Kompromat has been a normal part of the Russian political culture going back to negative rumors against Kerensky in 1917, and yet Russian society has not adapted a lenient attitude about it. Rather, the opposite happens, the public develops the attitude that everyone is corrupt and the right way to fight this is to make a severe example of anyone who gets caught.
We have all said things, made crude and even cruel jokes, that we'd be embarrassed about if they became public. But I think we are starting to understand that it's pretty common and with cameras everywhere and social media it's much more likely that you'll be "outed" for something you said or did or would rather keep private.
I don't know if a society that doesn't shame people for that sort of stuff will be better. Shame is a powerful way that societies regulate undesired behavior. But I do think it's happening.
That guy's voters had a much lower standard for decency for him than they had for other candidates. Some even rationalized that with religious explanations.

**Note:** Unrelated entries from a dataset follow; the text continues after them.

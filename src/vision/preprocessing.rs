// Copyright (c) 2025 Fabstir
// SPDX-License-Identifier: BUSL-1.1
//! Resize, crop and normalize RGB images into encoder-ready NCHW tensors

use image::imageops::FilterType;
use image::{DynamicImage, GenericImageView, Rgb, RgbImage};
use ndarray::{s, Array3, Array4};

use crate::config::Options;
use crate::error::{Result, VqaError};

/// CLIP normalization mean values
pub const CLIP_MEAN: [f32; 3] = [0.481_454_66, 0.457_827_5, 0.408_210_73];

/// CLIP normalization std values
pub const CLIP_STD: [f32; 3] = [0.268_629_54, 0.261_302_58, 0.275_777_11];

/// ImageNet normalization mean values
pub const IMAGENET_MEAN: [f32; 3] = [0.485, 0.456, 0.406];

/// ImageNet normalization std values
pub const IMAGENET_STD: [f32; 3] = [0.229, 0.224, 0.225];

/// Input resolution of ViT-B CLIP image towers
pub const CLIP_INPUT_SIZE: u32 = 224;

/// How an image is fitted into the square encoder input
#[derive(Debug, Clone, Copy, PartialEq)]
pub enum ResizeMode {
    /// Resize to exact size (may distort aspect ratio)
    Stretch,
    /// Resize keeping aspect ratio with center crop
    CenterCrop,
    /// Resize keeping aspect ratio with padding
    Letterbox,
}

impl Default for ResizeMode {
    fn default() -> Self {
        Self::CenterCrop
    }
}

impl std::str::FromStr for ResizeMode {
    type Err = VqaError;

    fn from_str(s: &str) -> Result<Self> {
        match s.to_lowercase().as_str() {
            "stretch" | "exact" => Ok(Self::Stretch),
            "center_crop" | "crop" => Ok(Self::CenterCrop),
            "letterbox" | "pad" => Ok(Self::Letterbox),
            other => Err(VqaError::Config(format!("unknown resize mode '{}'", other))),
        }
    }
}

/// Backend-specific preprocessing parameters
#[derive(Debug, Clone, PartialEq)]
pub struct PreprocessConfig {
    pub size: u32,
    pub mean: [f32; 3],
    pub std: [f32; 3],
    pub resize_mode: ResizeMode,
}

impl PreprocessConfig {
    /// CLIP image processor defaults (224px, bicubic, center crop)
    pub fn clip() -> Self {
        Self {
            size: CLIP_INPUT_SIZE,
            mean: CLIP_MEAN,
            std: CLIP_STD,
            resize_mode: ResizeMode::CenterCrop,
        }
    }

    /// ImageNet statistics at an arbitrary resolution
    pub fn imagenet(size: u32) -> Self {
        Self {
            size,
            mean: IMAGENET_MEAN,
            std: IMAGENET_STD,
            resize_mode: ResizeMode::Letterbox,
        }
    }

    /// Override `base` with `image_size` / `resize_mode` options when present
    pub fn from_options(options: &Options, base: Self) -> Result<Self> {
        let size = options.get_or("image_size", base.size)?;
        let resize_mode = match options.get_str("resize_mode")? {
            Some(mode) => mode.parse()?,
            None => base.resize_mode,
        };
        Ok(Self {
            size,
            resize_mode,
            ..base
        })
    }
}

impl Default for PreprocessConfig {
    fn default() -> Self {
        Self::clip()
    }
}

/// Preprocess one image into a `(3, size, size)` tensor
pub fn preprocess_image(image: &RgbImage, config: &PreprocessConfig) -> Array3<f32> {
    let resized = resize_for_encoder(
        &DynamicImage::ImageRgb8(image.clone()),
        config.size,
        config.resize_mode,
    );
    let rgb = resized.to_rgb8();

    let size = config.size as usize;
    let mut tensor = Array3::zeros((3, size, size));

    for (x, y, pixel) in rgb.enumerate_pixels() {
        for c in 0..3 {
            let normalized = (pixel[c] as f32 / 255.0 - config.mean[c]) / config.std[c];
            tensor[[c, y as usize, x as usize]] = normalized;
        }
    }

    tensor
}

/// Preprocess a batch into an NCHW tensor `(n, 3, size, size)`
pub fn preprocess_batch(images: &[RgbImage], config: &PreprocessConfig) -> Array4<f32> {
    let size = config.size as usize;
    let mut batch = Array4::zeros((images.len(), 3, size, size));
    for (i, image) in images.iter().enumerate() {
        batch
            .slice_mut(s![i, .., .., ..])
            .assign(&preprocess_image(image, config));
    }
    batch
}

/// Where a source image lands inside the square encoder input
///
/// The image is resized to `resized_width` x `resized_height` and its top-left
/// corner placed at `(offset_x, offset_y)`. Offsets are negative when the
/// resized image is cropped and positive when it is padded.
#[derive(Debug, Clone, Copy, PartialEq)]
pub struct Placement {
    pub source_width: u32,
    pub source_height: u32,
    pub resized_width: u32,
    pub resized_height: u32,
    pub offset_x: i64,
    pub offset_y: i64,
}

impl Placement {
    pub fn compute(source_width: u32, source_height: u32, target_size: u32, mode: ResizeMode) -> Self {
        if source_width == 0 || source_height == 0 {
            return Self {
                source_width: target_size,
                source_height: target_size,
                resized_width: target_size,
                resized_height: target_size,
                offset_x: 0,
                offset_y: 0,
            };
        }

        let (w, h, t) = (source_width as f32, source_height as f32, target_size as f32);
        let (resized_width, resized_height) = match mode {
            ResizeMode::Stretch => (target_size, target_size),
            ResizeMode::CenterCrop => {
                // cover the target, then crop the overflow
                let scale = (t / w).max(t / h);
                (
                    ((w * scale).round() as u32).max(target_size),
                    ((h * scale).round() as u32).max(target_size),
                )
            }
            ResizeMode::Letterbox => {
                let scale = (t / w).min(t / h);
                (
                    ((w * scale).round() as u32).clamp(1, target_size),
                    ((h * scale).round() as u32).clamp(1, target_size),
                )
            }
        };
        let centered = |resized: u32| (i64::from(target_size) - i64::from(resized)) / 2;

        Self {
            source_width,
            source_height,
            resized_width,
            resized_height,
            offset_x: centered(resized_width),
            offset_y: centered(resized_height),
        }
    }

    /// Map an `[x1, y1, x2, y2]` box from encoder-input pixels back to source
    /// pixels, clamped to the source image
    pub fn to_source(&self, bbox: [f32; 4]) -> [f32; 4] {
        let sx = self.resized_width as f32 / self.source_width as f32;
        let sy = self.resized_height as f32 / self.source_height as f32;
        let (max_x, max_y) = (self.source_width as f32, self.source_height as f32);
        let x = |v: f32| ((v - self.offset_x as f32) / sx).clamp(0.0, max_x);
        let y = |v: f32| ((v - self.offset_y as f32) / sy).clamp(0.0, max_y);
        [x(bbox[0]), y(bbox[1]), x(bbox[2]), y(bbox[3])]
    }
}

/// Resize image to target size using specified mode
pub fn resize_for_encoder(image: &DynamicImage, target_size: u32, mode: ResizeMode) -> DynamicImage {
    let (orig_w, orig_h) = image.dimensions();

    if orig_w == 0 || orig_h == 0 {
        return DynamicImage::ImageRgb8(RgbImage::from_pixel(
            target_size,
            target_size,
            Rgb([128, 128, 128]),
        ));
    }

    let placement = Placement::compute(orig_w, orig_h, target_size, mode);
    let resized = image.resize_exact(
        placement.resized_width,
        placement.resized_height,
        FilterType::CatmullRom,
    );

    match mode {
        ResizeMode::Stretch => resized,
        ResizeMode::CenterCrop => resized.crop_imm(
            (-placement.offset_x) as u32,
            (-placement.offset_y) as u32,
            target_size,
            target_size,
        ),
        ResizeMode::Letterbox => {
            let mut output = RgbImage::from_pixel(target_size, target_size, Rgb([128, 128, 128]));
            image::imageops::replace(&mut output, &resized.to_rgb8(), placement.offset_x, placement.offset_y);
            DynamicImage::ImageRgb8(output)
        }
    }
}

The question is whether the standards for personal conduct have been permanently lowered for future candidates or whether that was a one time thing.
It will be. We always move the goalposts of what "polite society" should look like.
Trump got elected despite having his past (or because of?). People with visible tattoos are CEOs. Elon smoked weed on camera. You think that shit would have flown in the 1940s?
Exactly my point. OP was saying he doesn't think we'll be able to get past the mistakes someone made in the past. Culturally in the US, we do it all the time.
I do worry that FB/google etc could use that type of stuff as blackmail to get the policies they want enacted though.